▶ Exercise objective
Write the line that contains "impl<T> Hash for" and each one after it, word for word, ending with the final line of the data.

=== Listed records ===

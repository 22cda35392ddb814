//! Typed Uuids

use std::{
    cmp::Ordering,
    fmt::{Debug, Display, Formatter, Result as FmtResult},
    hash::{Hash, Hasher},
    marker::PhantomData,
    str::FromStr,
};

use serde::{Deserialize, Deserializer, Serialize, Serializer};
use uuid::Uuid;

/// A UUID tagged with the entity it identifies, so a cart id can never be
/// passed where a catalog item id is expected.
pub struct TypedUuid<T>(Uuid, PhantomData<T>);

impl<T> TypedUuid<T> {
    /// Generates a fresh, time-ordered (v7) identifier.
    #[must_use]
    pub fn new() -> Self {
        Self::from_uuid(Uuid::now_v7())
    }

    /// Wraps an existing UUID.
    pub const fn from_uuid(uuid: Uuid) -> Self {
        Self(uuid, PhantomData)
    }

    /// Returns the untyped UUID.
    #[must_use]
    pub const fn into_uuid(self) -> Uuid {
        self.0
    }
}

impl<T> Default for TypedUuid<T> {
    fn default() -> Self {
        Self::new()
    }
}

impl<T> Clone for TypedUuid<T> {
    fn clone(&self) -> Self {
        *self
    }
}

impl<T> Copy for TypedUuid<T> {}

impl<T> Debug for TypedUuid<T> {
    fn fmt(&self, f: &mut Formatter<'_>) -> FmtResult {
        Debug::fmt(&self.0, f)
    }
}

impl<T> Display for TypedUuid<T> {
    fn fmt(&self, f: &mut Formatter<'_>) -> FmtResult {
        Display::fmt(&self.0, f)
    }
}

impl<T> PartialEq for TypedUuid<T> {
    fn eq(&self, other: &Self) -> bool {
        self.0 == other.0
    }
}

impl<T> Eq for TypedUuid<T> {}

impl<T> Hash for TypedUuid<T> {
    fn hash<H: Hasher>(&self, state: &mut H) {
        self.0.hash(state);
    }
}

impl<T> PartialOrd for TypedUuid<T> {
    fn partial_cmp(&self, other: &Self) -> Option<Ordering> {
        Some(self.cmp(other))
    }
}

impl<T> Ord for TypedUuid<T> {
    fn cmp(&self, other: &Self) -> Ordering {
        self.0.cmp(&other.0)
    }
}

impl<T> FromStr for TypedUuid<T> {
    type Err = uuid::Error;

    fn from_str(s: &str) -> Result<Self, Self::Err> {
        Uuid::parse_str(s).map(Self::from_uuid)
    }
}

impl<T> From<Uuid> for TypedUuid<T> {
    fn from(value: Uuid) -> Self {
        Self::from_uuid(value)
    }
}

impl<T> From<TypedUuid<T>> for Uuid {
    fn from(value: TypedUuid<T>) -> Self {
        value.into_uuid()
    }
}

impl<T> Serialize for TypedUuid<T> {
    fn serialize<S: Serializer>(&self, serializer: S) -> Result<S::Ok, S::Error> {
        self.0.serialize(serializer)
    }
}

impl<'de, T> Deserialize<'de> for TypedUuid<T> {
    fn deserialize<D: Deserializer<'de>>(deserializer: D) -> Result<Self, D::Error> {
        Uuid::deserialize(deserializer).map(Self::from_uuid)
    }
}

===

▶ Answer
impl<T> Hash for TypedUuid<T> {
    fn hash<H: Hasher>(&self, state: &mut H) {
        self.0.hash(state);
    }
}

impl<T> PartialOrd for TypedUuid<T> {
    fn partial_cmp(&self, other: &Self) -> Option<Ordering> {
        Some(self.cmp(other))
    }
}

impl<T> Ord for TypedUuid<T> {
    fn cmp(&self, other: &Self) -> Ordering {
        self.0.cmp(&other.0)
    }
}

impl<T> FromStr for TypedUuid<T> {
    type Err = uuid::Error;

    fn from_str(s: &str) -> Result<Self, Self::Err> {
        Uuid::parse_str(s).map(Self::from_uuid)
    }
}

impl<T> From<Uuid> for TypedUuid<T> {
    fn from(value: Uuid) -> Self {
        Self::from_uuid(value)
    }
}

impl<T> From<TypedUuid<T>> for Uuid {
    fn from(value: TypedUuid<T>) -> Self {
        value.into_uuid()
    }
}

impl<T> Serialize for TypedUuid<T> {
    fn serialize<S: Serializer>(&self, serializer: S) -> Result<S::Ok, S::Error> {
        self.0.serialize(serializer)
    }
}

impl<'de, T> Deserialize<'de> for TypedUuid<T> {
    fn deserialize<D: Deserializer<'de>>(deserializer: D) -> Result<Self, D::Error> {
        Uuid::deserialize(deserializer).map(Self::from_uuid)
    }
}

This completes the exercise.